Curiosity and Flexibility
Without it what could go wrong: A PM on the heels of prior success is too inflexible to abandon a prior strategy because the prior anecdotes outclass the present data. Eg: Quibi.
Why it happens:
The illusion of control leads to premature optimization leads to sacred cows leads to stasis.
Illusion of control: A tendency for people to overestimate their ability to control events.
Knuth’s Law: Premature optimization is the root of all evil.
"Sacred Cows" or the Sunk cost fallacy: A tendency for people to be reluctant to touch a Sacred Cow or abandon a strategy because they have invested heavily in it.
Tactics to control for this:
Allow for truth telling: Speak last, especially if you're the HiPPO so you don't miss an important perspective.
Ship incrementally: Build prototypes (see The Sprint Book) before building in production. Test assumptions before building prototypes (see How to talk to users).
Practice being a "5 to 9 PM" with best-in-class products.
Avoid crummy products: Study how the best products were built and taken to market. Overlap various data sources: founder interviews for growth tidbits, LinkedIn Insights for employee growth, Archive.org for product and product marketing growth, ProductHunt for product launches. Put together a composite view like this one on Hopin.
Velocity

Without it what could go wrong: Stasis from high speed & low velocity (Eg: Google messaging), or, from low speed & low velocity (Eg: Detroit auto).
Why it happens: PMs not incentivized for high quality decision making or quick resolution frameworks.
Tactics to control for it:
Disagree and commit: Popularized at Amazon, but maybe first used at Netscape to move quickly. The AirBnB cofounders had a rule that no disagreement was worth breaking their commitment to one another.

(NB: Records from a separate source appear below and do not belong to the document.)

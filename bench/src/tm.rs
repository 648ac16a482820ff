use crate::utils;
use ordered_treemap::map::Map;
use std::time::{Duration, Instant};

fn bench_add(len: usize) -> (Map<i64, i64>, Vec<i64>, Duration) {
    let mut m = Map::new();
    let data = utils::randvec::<i64>(len);
    let begin = Instant::now();
    for k in &data {
        m.insert(*k, *k);
    }
    (m, data, begin.elapsed())
}

fn bench_find(m: &Map<i64, i64>, d: &Vec<i64>) -> Duration {
    let begin = Instant::now();
    for k in d {
        m.get(k).unwrap();
    }
    begin.elapsed()
}

fn bench_remove(m: &mut Map<i64, i64>, d: &Vec<i64>) -> Duration {
    let begin = Instant::now();
    for k in d {
        m.remove(k).unwrap();
    }
    begin.elapsed()
}

pub(crate) fn run(size: usize) {
    let (mut m, d, add) = bench_add(size);
    let find = bench_find(&m, &d);
    let rm = bench_remove(&mut m, &d);
    println!(
        "add: {}, find: {}, remove: {}",
        utils::to_ms(add),
        utils::to_ms(find),
        utils::to_ms(rm)
    );
}
use crate::utils;
use std::collections::HashMap;
use std::time::{Duration, Instant};

fn bench_add(len: usize) -> (HashMap<i64, i64>, Vec<i64>, Duration) {
    let mut m = HashMap::new();
    let data = utils::randvec::<i64>(len);
    let begin = Instant::now();
    for k in &data {
        m.insert(*k, *k);
    }
    (m, data, begin.elapsed())
}

fn bench_find(m: &HashMap<i64, i64>, d: &Vec<i64>) -> Duration {
    let begin = Instant::now();
    for k in d {
        m.get(k).unwrap();
    }
    begin.elapsed()
}

fn bench_remove(m: &mut HashMap<i64, i64>, d: &Vec<i64>) -> Duration {
    let begin = Instant::now();
    for k in d {
        m.remove(k).unwrap();
    }
    begin.elapsed()
}

pub(crate) fn run(size: usize) {
    let (mut m, d, add) = bench_add(size);
    let find = bench_find(&m, &d);
    let rm = bench_remove(&mut m, &d);
    println!(
        "add: {}, find: {}, remove: {}",
        utils::to_ms(add),
        utils::to_ms(find),
        utils::to_ms(rm)
    );
}
use std::{
    borrow::Borrow,
    cmp::{Ord, Ordering},
    fmt::Debug,
    mem,
};

#[derive(Clone)]
pub(crate) struct Node<K: Ord, V> {
    key: K,
    val: V,
    left: Tree<K, V>,
    right: Tree<K, V>,
}

impl<K, V> Node<K, V>
where
    K: Ord,
{
    fn new(key: K, val: V) -> Self {
        Node {
            key,
            val,
            left: Tree::Empty,
            right: Tree::Empty,
        }
    }
}

// Each subtree is owned outright by its parent slot, and the root slot
// is no different, so restructuring is always "take the node out,
// rebuild, put the result back" on the slot at hand. There are no
// parent links to maintain.
#[derive(Clone)]
pub(crate) enum Tree<K: Ord, V> {
    Empty,
    Node(Box<Node<K, V>>),
}

pub struct Iter<'a, K, V>
where
    K: 'a + Ord,
    V: 'a,
{
    stack: Vec<(bool, &'a Node<K, V>)>,
}

impl<'a, K, V> Iterator for Iter<'a, K, V>
where
    K: 'a + Ord,
    V: 'a,
{
    type Item = (&'a K, &'a V);
    fn next(&mut self) -> Option<Self::Item> {
        loop {
            if self.stack.is_empty() {
                return None;
            }
            let top = self.stack.len() - 1;
            let (visited, current) = self.stack[top];
            if visited {
                self.stack.pop();
                match &current.right {
                    Tree::Empty => (),
                    Tree::Node(n) => self.stack.push((false, n)),
                }
                return Some((&current.key, &current.val));
            } else {
                self.stack[top].0 = true;
                match &current.left {
                    Tree::Empty => (),
                    Tree::Node(n) => self.stack.push((false, n)),
                }
            }
        }
    }
}

impl<'a, K, V> IntoIterator for &'a Tree<K, V>
where
    K: 'a + Ord,
    V: 'a,
{
    type Item = (&'a K, &'a V);
    type IntoIter = Iter<'a, K, V>;
    fn into_iter(self) -> Self::IntoIter {
        // the stack must grow with the tree; this tree is not balanced,
        // so its height is only bounded by the number of elements
        let mut stack: Vec<(bool, &'a Node<K, V>)> = Vec::new();
        match self {
            Tree::Empty => (),
            Tree::Node(n) => stack.push((false, n)),
        }
        Iter { stack }
    }
}

impl<K, V> Tree<K, V>
where
    K: Ord,
{
    pub(crate) fn new() -> Self {
        Tree::Empty
    }

    pub(crate) fn insert(&mut self, key: K, val: V) -> Option<V> {
        let mut cur = self;
        loop {
            match cur {
                Tree::Empty => {
                    *cur = Tree::Node(Box::new(Node::new(key, val)));
                    break None;
                }
                Tree::Node(n) => match key.cmp(&n.key) {
                    Ordering::Less => cur = &mut n.left,
                    Ordering::Greater => cur = &mut n.right,
                    Ordering::Equal => break Some(mem::replace(&mut n.val, val)),
                },
            }
        }
    }

    // this is structured as a loop so that the optimizer can inline
    // the closure argument, which it won't do for a recursive function
    fn get_gen<'a, Q, F, R>(&'a self, k: &Q, f: F) -> Option<R>
    where
        Q: ?Sized + Ord,
        K: Borrow<Q>,
        F: FnOnce(&'a Node<K, V>) -> R,
        R: 'a,
    {
        let mut cur = self;
        loop {
            match cur {
                Tree::Empty => break None,
                Tree::Node(n) => match k.cmp(n.key.borrow()) {
                    Ordering::Less => cur = &n.left,
                    Ordering::Greater => cur = &n.right,
                    Ordering::Equal => break Some(f(n)),
                },
            }
        }
    }

    pub(crate) fn get<'a, Q>(&'a self, k: &Q) -> Option<&'a V>
    where
        Q: ?Sized + Ord,
        K: Borrow<Q>,
    {
        self.get_gen(k, |n| &n.val)
    }

    pub(crate) fn get_key<'a, Q>(&'a self, k: &Q) -> Option<&'a K>
    where
        Q: ?Sized + Ord,
        K: Borrow<Q>,
    {
        self.get_gen(k, |n| &n.key)
    }

    pub(crate) fn get_full<'a, Q>(&'a self, k: &Q) -> Option<(&'a K, &'a V)>
    where
        Q: ?Sized + Ord,
        K: Borrow<Q>,
    {
        self.get_gen(k, |n| (&n.key, &n.val))
    }

    pub(crate) fn get_mut<'a, Q>(&'a mut self, k: &Q) -> Option<&'a mut V>
    where
        Q: ?Sized + Ord,
        K: Borrow<Q>,
    {
        let mut cur = self;
        loop {
            match cur {
                Tree::Empty => return None,
                Tree::Node(n) => match k.cmp(n.key.borrow()) {
                    Ordering::Less => cur = &mut n.left,
                    Ordering::Greater => cur = &mut n.right,
                    Ordering::Equal => return Some(&mut n.val),
                },
            }
        }
    }

    /// detach the smallest binding of the subtree, reattaching that
    /// node's right child in its place
    fn take_min(&mut self) -> Option<(K, V)> {
        match self {
            Tree::Empty => None,
            Tree::Node(n) => {
                if let Some(kv) = n.left.take_min() {
                    return Some(kv);
                }
                match mem::replace(self, Tree::Empty) {
                    Tree::Node(n) => {
                        let n = *n;
                        *self = n.right;
                        Some((n.key, n.val))
                    }
                    Tree::Empty => unreachable!(),
                }
            }
        }
    }

    pub(crate) fn remove<Q>(&mut self, k: &Q) -> Option<V>
    where
        Q: ?Sized + Ord,
        K: Borrow<Q>,
    {
        match self {
            Tree::Empty => None,
            Tree::Node(n) => match k.cmp(n.key.borrow()) {
                Ordering::Less => n.left.remove(k),
                Ordering::Greater => n.right.remove(k),
                // the node keeps its position, its binding is replaced
                // by the in order successor, and the successor's shell
                // is spliced out of the right subtree
                Ordering::Equal => match n.right.take_min() {
                    Some((key, val)) => {
                        n.key = key;
                        Some(mem::replace(&mut n.val, val))
                    }
                    // no right child, the left subtree moves up into
                    // this slot
                    None => match mem::replace(self, Tree::Empty) {
                        Tree::Node(n) => {
                            let n = *n;
                            *self = n.left;
                            Some(n.val)
                        }
                        Tree::Empty => unreachable!(),
                    },
                },
            },
        }
    }

    pub(crate) fn for_each<F>(&self, f: &mut F)
    where
        F: FnMut(&K, &V),
    {
        match self {
            Tree::Empty => (),
            Tree::Node(n) => {
                n.left.for_each(f);
                f(&n.key, &n.val);
                n.right.for_each(f);
            }
        }
    }
}

impl<K, V> Tree<K, V>
where
    K: Ord + Debug,
{
    #[allow(dead_code)]
    pub(crate) fn invariant(&self, len: usize) {
        fn check<K, V>(t: &Tree<K, V>, lower: Option<&K>, upper: Option<&K>) -> usize
        where
            K: Ord + Debug,
        {
            match t {
                Tree::Empty => 0,
                Tree::Node(n) => {
                    if let Some(lower) = lower {
                        if lower.cmp(&n.key) != Ordering::Less {
                            panic!(
                                "tree invariant violated, {:?} is not less than {:?}",
                                lower, n.key
                            )
                        }
                    }
                    if let Some(upper) = upper {
                        if upper.cmp(&n.key) != Ordering::Greater {
                            panic!(
                                "tree invariant violated, {:?} is not greater than {:?}",
                                upper, n.key
                            )
                        }
                    }
                    1 + check(&n.left, lower, Some(&n.key))
                        + check(&n.right, Some(&n.key), upper)
                }
            }
        }
        let tlen = check(self, None, None);
        if tlen != len {
            panic!("len is wrong {} vs {}", len, tlen)
        }
    }
}
use crate::utils;
use std::collections::BTreeMap;
use std::time::{Duration, Instant};

fn bench_add(len: usize) -> (BTreeMap<i64, i64>, Vec<i64>, Duration) {
    let mut m = BTreeMap::new();
    let data = utils::randvec::<i64>(len);
    let begin = Instant::now();
    for k in &data {
        m.insert(*k, *k);
    }
    (m, data, begin.elapsed())
}

fn bench_find(m: &BTreeMap<i64, i64>, d: &Vec<i64>) -> Duration {
    let begin = Instant::now();
    for k in d {
        m.get(k).unwrap();
    }
    begin.elapsed()
}

fn bench_remove(m: &mut BTreeMap<i64, i64>, d: &Vec<i64>) -> Duration {
    let begin = Instant::now();
    for k in d {
        m.remove(k).unwrap();
    }
    begin.elapsed()
}

pub(crate) fn run(size: usize) {
    let (mut m, d, add) = bench_add(size);
    let find = bench_find(&m, &d);
    let rm = bench_remove(&mut m, &d);
    println!(
        "add: {}, find: {}, remove: {}",
        utils::to_ms(add),
        utils::to_ms(find),
        utils::to_ms(rm)
    );
}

Make work visible: Map processes, track time to ship.
Take the village with you: Tie your tasks to team strategy. Don't lose the forest for the trees. Everything happens in a continuum. Where in that continuum are we.

Copy vs invent: At SenseiHub we didn't invent our own chat. Instead we piggybacked on Slack and were the 60th bot on Slack's marketplace. Similarly Amazon didn't launch with 1-day delivery, Slack didn't launch with Magic Links and Tesla didn't launch with its own chassis. But without incentives for speed (Tableau vs custom JavaScript), invention is more exciting. See Andrew Chen's post here on this.
Automate/outsource: Eg: Zapier and Mechanical Turk. It's also possible to automate decisions that are deterministic. See how Gumroad hardly needs to meet.
Use async workflows: See Gitlab's manual on async workflows and how it helps get more done, is inclusive, supports mental health, encourages thoughtfulness and bridges knowledge gaps.
Measure OKRs: engage customers, have a measurement plan and instrument the product accordingly (Tableau example), track ecosystem (and summarize insights for the team).
Network intelligence: Leverage network, unblock the team.
Reliability
Without it what could go wrong: You (founder/ PM) call on a few successful and busy CEO friends at large companies who give you 10 minutes of their time. You ask them what keeps them up at night. They tell you what's probably the first thing on their minds and you take that back to the team. They of course take 10x the time trying to build to this expansive requirement. In the meantime, your busy friends are... well.. busy. Not only have you eroded team trust, you've lost runway.
Why it happens:
Poor discovery from low quality questions.
Hofstader’s law: It always takes longer than you expect, even when you take into account Hofstadter's Law
Availability bias: to think that examples of things that come readily to mind are more representative than is actually the case
Survivorship bias: to view the performance of the survivors as a comprehensive sample without regarding those that went bust
Curse of brilliance: the tendency for someone to attribute incorrect cause to an effect because the real cause was something they brilliantly navigated
Halo effect: when one trait of a person is used to make an overall judgment. The HiPPO effect (Highest Paid Person's Opinion) is a specific example.
Tactics to control for it:
Think in terms of high frequency jobs to be done: People lie without even realizing. Controlling for these biases when talking to users is critical. The best conversations unearth jobs the user needs to get done.


Get the team aligned: Collaboration is hard because language is vague. Story tell with charts, sketches and feedback.
Set up guardrails: Only as much process as necessary, as little as possible. Keep good friction, eliminate the bad so the right things are easier to do while the wrong things are harder.
Incentivizing for harder goal setting: Because as Paul Graham said, good intentions rarely work as well as good incentives. If there's the tiniest difference between expected behavior and incentives, you won't get expected behavior.
Model it out: There's a close link between product, pricing, customer buying habits, and the team one needs as a result to get it into user's hands.